Collected data entries
----

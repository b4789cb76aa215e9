use crate::error::ApiError;
use reqwest::header::{ACCEPT, AUTHORIZATION, CONTENT_TYPE, HeaderMap, HeaderValue};
use reqwest::{Client, Method, RequestBuilder, Response, StatusCode};
use serde_json::Value;
use std::time::Duration;

pub const DEFAULT_TIMEOUT_MS: u64 = 15_000;
const USER_AGENT: &str = concat!("resv-cli/", env!("CARGO_PKG_VERSION"));

/// One request, built per call and discarded.
#[derive(Debug, Clone)]
pub struct RequestConfig {
    pub method: Method,
    pub path: String,
    pub body: Option<Value>,
    pub headers: HeaderMap,
    pub timeout: Duration,
}

impl RequestConfig {
    pub fn get(path: impl Into<String>) -> Self {
        Self {
            method: Method::GET,
            path: path.into(),
            body: None,
            headers: HeaderMap::new(),
            timeout: Duration::from_millis(DEFAULT_TIMEOUT_MS),
        }
    }

    pub fn post(path: impl Into<String>, body: Value) -> Self {
        Self {
            method: Method::POST,
            path: path.into(),
            body: Some(body),
            headers: HeaderMap::new(),
            timeout: Duration::from_millis(DEFAULT_TIMEOUT_MS),
        }
    }

    pub fn with_timeout(mut self, timeout: Duration) -> Self {
        self.timeout = timeout;
        self
    }

    pub fn with_header(mut self, name: reqwest::header::HeaderName, value: HeaderValue) -> Self {
        self.headers.insert(name, value);
        self
    }
}

#[derive(Debug, Clone)]
pub struct ApiClient {
    client: Client,
    pub base_url: String,
    default_timeout: Duration,
}

impl ApiClient {
    // Create base client with default settings
    pub fn new(base_url: String) -> Result<Self, ApiError> {
        Self::with_timeout(base_url, Duration::from_millis(DEFAULT_TIMEOUT_MS))
    }

    pub fn with_timeout(base_url: String, default_timeout: Duration) -> Result<Self, ApiError> {
        let client = Client::builder()
            .user_agent(USER_AGENT)
            .build()
            .map_err(|e| ApiError::from_message(format!("Failed to create HTTP client: {}", e)))?;

        Ok(ApiClient {
            client,
            base_url: base_url.trim_end_matches('/').to_string(),
            default_timeout,
        })
    }

    pub fn default_timeout(&self) -> Duration {
        self.default_timeout
    }

    /// Assemble a request: defaults first, caller-supplied headers on
    /// top (caller wins), bearer token only when the caller has not set
    /// its own Authorization header.
    pub fn build_request(&self, config: &RequestConfig, token: Option<&str>) -> RequestBuilder {
        let url = format!("{}{}", self.base_url, config.path);

        // One header map, caller entries inserted over the defaults so
        // each name carries exactly one value and the caller's wins.
        let mut headers = HeaderMap::new();
        headers.insert(CONTENT_TYPE, HeaderValue::from_static("application/json"));
        headers.insert(ACCEPT, HeaderValue::from_static("application/json"));
        for (name, value) in config.headers.iter() {
            headers.insert(name, value.clone());
        }

        if let Some(token) = token {
            if !headers.contains_key(AUTHORIZATION) {
                if let Ok(value) = HeaderValue::from_str(&format!("Bearer {}", token)) {
                    headers.insert(AUTHORIZATION, value);
                }
            }
        }

        let mut request = self
            .client
            .request(config.method.clone(), url)
            .timeout(config.timeout)
            .headers(headers);

        if let Some(body) = &config.body {
            request = request.json(body);
        }

        request
    }

    /// Issue a single request and return the parsed JSON body. Any
    /// failure is classified before it propagates.
    pub async fn execute(
        &self,
        config: RequestConfig,
        token: Option<&str>,
    ) -> Result<Value, ApiError> {
        let endpoint = config.path.clone();
        let response = self
            .build_request(&config, token)
            .send()
            .await
            .map_err(|e| classify_transport_error(e, &endpoint))?;

        Self::handle_response(response, &endpoint).await
    }

    async fn handle_response(response: Response, endpoint: &str) -> Result<Value, ApiError> {
        let status = response.status();

        if status.is_success() {
            response.json::<Value>().await.map_err(|e| {
                ApiError::from_message(format!(
                    "Failed to parse response from {}: {}",
                    endpoint, e
                ))
            })
        } else {
            let body = response.text().await.unwrap_or_default();
            Err(ApiError::from_status(
                status.as_u16(),
                server_message(status, &body),
            ))
        }
    }
}

/// Pull the `message` field out of an error body; fall back to the
/// status line when the body is not JSON or carries no message.
fn server_message(status: StatusCode, body: &str) -> String {
    serde_json::from_str::<Value>(body)
        .ok()
        .and_then(|v| v.get("message").and_then(Value::as_str).map(String::from))
        .unwrap_or_else(|| {
            format!(
                "HTTP {}: {}",
                status.as_u16(),
                status.canonical_reason().unwrap_or("Unknown")
            )
        })
}

/// Classify a transport failure at its origin. The message matcher is
/// only the last resort for errors reqwest cannot identify.
fn classify_transport_error(error: reqwest::Error, endpoint: &str) -> ApiError {
    if error.is_timeout() {
        ApiError::timeout(format!("Request to {} timed out", endpoint))
    } else if error.is_connect() {
        ApiError::network(format!("Network request failed: {}", error))
    } else {
        ApiError::from_message(error.to_string())
    }
}
use crate::error::ApiError;
use std::future::Future;
use std::time::Duration;

/// Retry configuration for API operations
#[derive(Debug, Clone)]
pub struct RetryConfig {
    /// Maximum number of retry attempts after the initial call
    pub max_retries: u32,
    /// Delay before the first retry; doubles on every further attempt
    pub initial_delay: Duration,
}

impl Default for RetryConfig {
    fn default() -> Self {
        Self {
            max_retries: 2,
            initial_delay: Duration::from_millis(1000),
        }
    }
}

impl RetryConfig {
    /// Config with no waiting between attempts, for tests
    pub fn immediate(max_retries: u32) -> Self {
        Self {
            max_retries,
            initial_delay: Duration::ZERO,
        }
    }
}

/// Executes failable operations with bounded exponential backoff.
/// Retries are gated on the classified error's retry hint, so Auth and
/// Validation failures surface immediately.
#[derive(Debug, Clone)]
pub struct RetryExecutor {
    config: RetryConfig,
}

impl RetryExecutor {
    pub fn new(config: RetryConfig) -> Self {
        Self { config }
    }

    /// Execute an async operation with retry logic. The operation runs
    /// at most `max_retries + 1` times, sleeping `initial_delay * 2^n`
    /// before retry n.
    pub async fn execute<F, Fut, T>(&self, operation: F) -> Result<T, ApiError>
    where
        F: Fn() -> Fut,
        Fut: Future<Output = Result<T, ApiError>>,
    {
        let mut attempt: u32 = 0;

        loop {
            match operation().await {
                Ok(result) => return Ok(result),
                Err(error) => {
                    if !error.retryable || attempt >= self.config.max_retries {
                        if error.retryable {
                            log::warn!(
                                "Max retry attempts reached ({}), giving up",
                                self.config.max_retries
                            );
                        }
                        return Err(error);
                    }

                    let delay = self.config.initial_delay * 2u32.pow(attempt);
                    log::debug!(
                        "Retrying after {:?} (attempt {}): {}",
                        delay,
                        attempt + 1,
                        error
                    );
                    tokio::time::sleep(delay).await;
                    attempt += 1;
                }
            }
        }
    }
}

/// Convenience wrapper using the default policy (2 retries, 1s/2s)
pub async fn with_retry<F, Fut, T>(operation: F) -> Result<T, ApiError>
where
    F: Fn() -> Fut,
    Fut: Future<Output = Result<T, ApiError>>,
{
    let executor = RetryExecutor::new(RetryConfig::default());
    executor.execute(operation).await
}
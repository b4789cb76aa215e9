use resv_cli::AppError;
use resv_cli::api::client::ApiClient;
use resv_cli::api::models::UserProfile;
use resv_cli::core::facade::{ApiMode, BookingApi};
use resv_cli::error::ErrorKind;
use resv_cli::storage::session::SessionStore;
use resv_cli::utils::retry::RetryConfig;
use serde_json::json;
use wiremock::matchers::{body_json_string, header, method, path, query_param};
use wiremock::{Mock, MockServer, ResponseTemplate};

fn live_api(server: &MockServer, store: SessionStore) -> BookingApi {
    let client = ApiClient::new(server.uri()).expect("client");
    BookingApi::with_retry_config(ApiMode::Live, client, store, RetryConfig::immediate(2))
}

fn demo_user() -> UserProfile {
    UserProfile {
        id: 1,
        full_name: "John Doe".to_string(),
        email: "john@example.com".to_string(),
        phone: "+1234567890".to_string(),
        roles: vec!["customer".to_string()],
    }
}

#[tokio::test]
async fn sends_bearer_header_after_login() {
    let server = MockServer::start().await;
    let store = SessionStore::in_memory();
    store.store_session("tok-123", Some(&demo_user()));

    Mock::given(method("GET"))
        .and(path("/hotel/bookings/"))
        .and(header("authorization", "Bearer tok-123"))
        .respond_with(ResponseTemplate::new(200).set_body_json(json!({
            "success": true,
            "message": "Bookings retrieved successfully",
            "data": []
        })))
        .expect(1)
        .mount(&server)
        .await;

    let api = live_api(&server, store);
    let envelope = api.get_hotel_bookings().await.expect("envelope");
    assert!(envelope.success);
}

#[tokio::test]
async fn omits_bearer_header_when_logged_out() {
    let server = MockServer::start().await;

    Mock::given(method("GET"))
        .and(path("/properties/featured"))
        .respond_with(ResponseTemplate::new(200).set_body_json(json!({
            "success": true,
            "data": [{"id": 1, "title": "Villa"}]
        })))
        .expect(1)
        .mount(&server)
        .await;

    let api = live_api(&server, SessionStore::in_memory());
    let envelope = api.get_featured_properties().await.expect("envelope");
    assert!(envelope.success);

    let requests = server.received_requests().await.unwrap();
    assert!(requests[0].headers.get("authorization").is_none());
}

#[tokio::test]
async fn auth_error_is_not_retried() {
    let server = MockServer::start().await;

    Mock::given(method("GET"))
        .and(path("/hotel/bookings/"))
        .respond_with(ResponseTemplate::new(401).set_body_json(json!({
            "success": false,
            "message": "Unauthorized"
        })))
        .expect(1)
        .mount(&server)
        .await;

    let api = live_api(&server, SessionStore::in_memory());
    let result = api.get_hotel_bookings().await;
    match result {
        Err(AppError::Api(e)) => {
            assert_eq!(e.kind, ErrorKind::Auth);
            assert!(!e.retryable);
        }
        other => panic!("expected auth error, got {:?}", other.map(|e| e.success)),
    }
}

#[tokio::test]
async fn server_error_is_retried_max_retries_plus_one_times() {
    let server = MockServer::start().await;

    Mock::given(method("GET"))
        .and(path("/properties/featured"))
        .respond_with(ResponseTemplate::new(500).set_body_string("boom"))
        .expect(3)
        .mount(&server)
        .await;

    let api = live_api(&server, SessionStore::in_memory());
    let result = api.get_featured_properties().await;
    match result {
        Err(AppError::Api(e)) => assert_eq!(e.kind, ErrorKind::Server),
        other => panic!("expected server error, got {:?}", other.map(|e| e.success)),
    }
}

#[tokio::test]
async fn masked_read_falls_back_to_fixture_on_server_error() {
    let server = MockServer::start().await;

    Mock::given(method("GET"))
        .and(path("/restaurant/"))
        .respond_with(ResponseTemplate::new(500).set_body_string("boom"))
        .mount(&server)
        .await;

    let api = live_api(&server, SessionStore::in_memory());
    let envelope = api.get_bookings().await;
    assert!(envelope.success);
    assert_eq!(envelope.data.as_array().unwrap().len(), 2);
    assert_eq!(envelope.data[0]["serviceName"], "The Grand Palace");
}

#[tokio::test]
async fn masked_read_falls_back_when_backend_is_unreachable() {
    // Nothing listens on this port; the connect error classifies as
    // Network and the facade serves the canned list.
    let client = ApiClient::new("http://127.0.0.1:9".to_string()).expect("client");
    let api = BookingApi::with_retry_config(
        ApiMode::Live,
        client,
        SessionStore::in_memory(),
        RetryConfig::immediate(0),
    );

    let envelope = api.get_bookings().await;
    assert!(envelope.success);
    assert_eq!(envelope.data.as_array().unwrap().len(), 2);
}

#[tokio::test]
async fn write_operation_fails_when_backend_is_unreachable() {
    let client = ApiClient::new("http://127.0.0.1:9".to_string()).expect("client");
    let api = BookingApi::with_retry_config(
        ApiMode::Live,
        client,
        SessionStore::in_memory(),
        RetryConfig::immediate(0),
    );

    match api.create_booking(json!({"restaurantId": 1})).await {
        Err(AppError::Api(e)) => assert_eq!(e.kind, ErrorKind::Network),
        other => panic!("expected network error, got {:?}", other.map(|e| e.success)),
    }
}

#[tokio::test]
async fn write_operation_propagates_server_error() {
    let server = MockServer::start().await;

    Mock::given(method("POST"))
        .and(path("/restaurant/"))
        .respond_with(ResponseTemplate::new(500).set_body_json(json!({
            "success": false,
            "message": "No tables left"
        })))
        .mount(&server)
        .await;

    let api = live_api(&server, SessionStore::in_memory());
    let result = api.create_booking(json!({"restaurantId": 1})).await;
    match result {
        Err(AppError::Api(e)) => {
            assert_eq!(e.kind, ErrorKind::Server);
            assert_eq!(e.message, "No tables left");
        }
        other => panic!("expected server error, got {:?}", other.map(|e| e.success)),
    }
}

#[tokio::test]
async fn login_success_persists_session() {
    let server = MockServer::start().await;

    Mock::given(method("POST"))
        .and(path("/auth/login"))
        .and(body_json_string(
            json!({"email": "john@example.com", "password": "secret"}).to_string(),
        ))
        .respond_with(ResponseTemplate::new(200).set_body_json(json!({
            "success": true,
            "message": "Login successful",
            "token": "tok-live",
            "user": {
                "id": 1,
                "fullName": "John Doe",
                "email": "john@example.com",
                "phone": "+1234567890",
                "roles": ["customer"]
            }
        })))
        .expect(1)
        .mount(&server)
        .await;

    let store = SessionStore::in_memory();
    let api = live_api(&server, store.clone());
    let response = api.login("john@example.com", "secret").await.unwrap();
    assert!(response.success);
    assert_eq!(store.token().as_deref(), Some("tok-live"));
    assert_eq!(store.user().unwrap().full_name, "John Doe");

    api.logout().await.unwrap();
    assert!(store.token().is_none());
    assert!(store.user().is_none());
}

#[tokio::test]
async fn available_tables_sends_query_params() {
    let server = MockServer::start().await;

    Mock::given(method("GET"))
        .and(path("/restaurant/available-tables"))
        .and(query_param("date", "2024-06-01"))
        .and(query_param("time", "19:00"))
        .respond_with(ResponseTemplate::new(200).set_body_json(json!({
            "success": true,
            "data": {"availableTables": ["1"], "bookedTables": []}
        })))
        .expect(1)
        .mount(&server)
        .await;

    let api = live_api(&server, SessionStore::in_memory());
    let envelope = api.get_available_tables("2024-06-01", "19:00").await.unwrap();
    assert_eq!(envelope.data["availableTables"][0], "1");
}

#[tokio::test]
async fn plain_http_error_body_falls_back_to_status_line() {
    let server = MockServer::start().await;

    Mock::given(method("GET"))
        .and(path("/properties/featured"))
        .respond_with(ResponseTemplate::new(503).set_body_string("<html>down</html>"))
        .mount(&server)
        .await;

    let api = live_api(&server, SessionStore::in_memory());
    match api.get_featured_properties().await {
        Err(AppError::Api(e)) => {
            assert_eq!(e.kind, ErrorKind::Server);
            assert!(e.message.starts_with("HTTP 503"));
        }
        other => panic!("expected server error, got {:?}", other.map(|e| e.success)),
    }
}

----

## EXERCISE
Could you filter the entries above for lines holding the string "left" and copy them?

## FINAL ANSWER
            "message": "No tables left"
            assert_eq!(e.message, "No tables left");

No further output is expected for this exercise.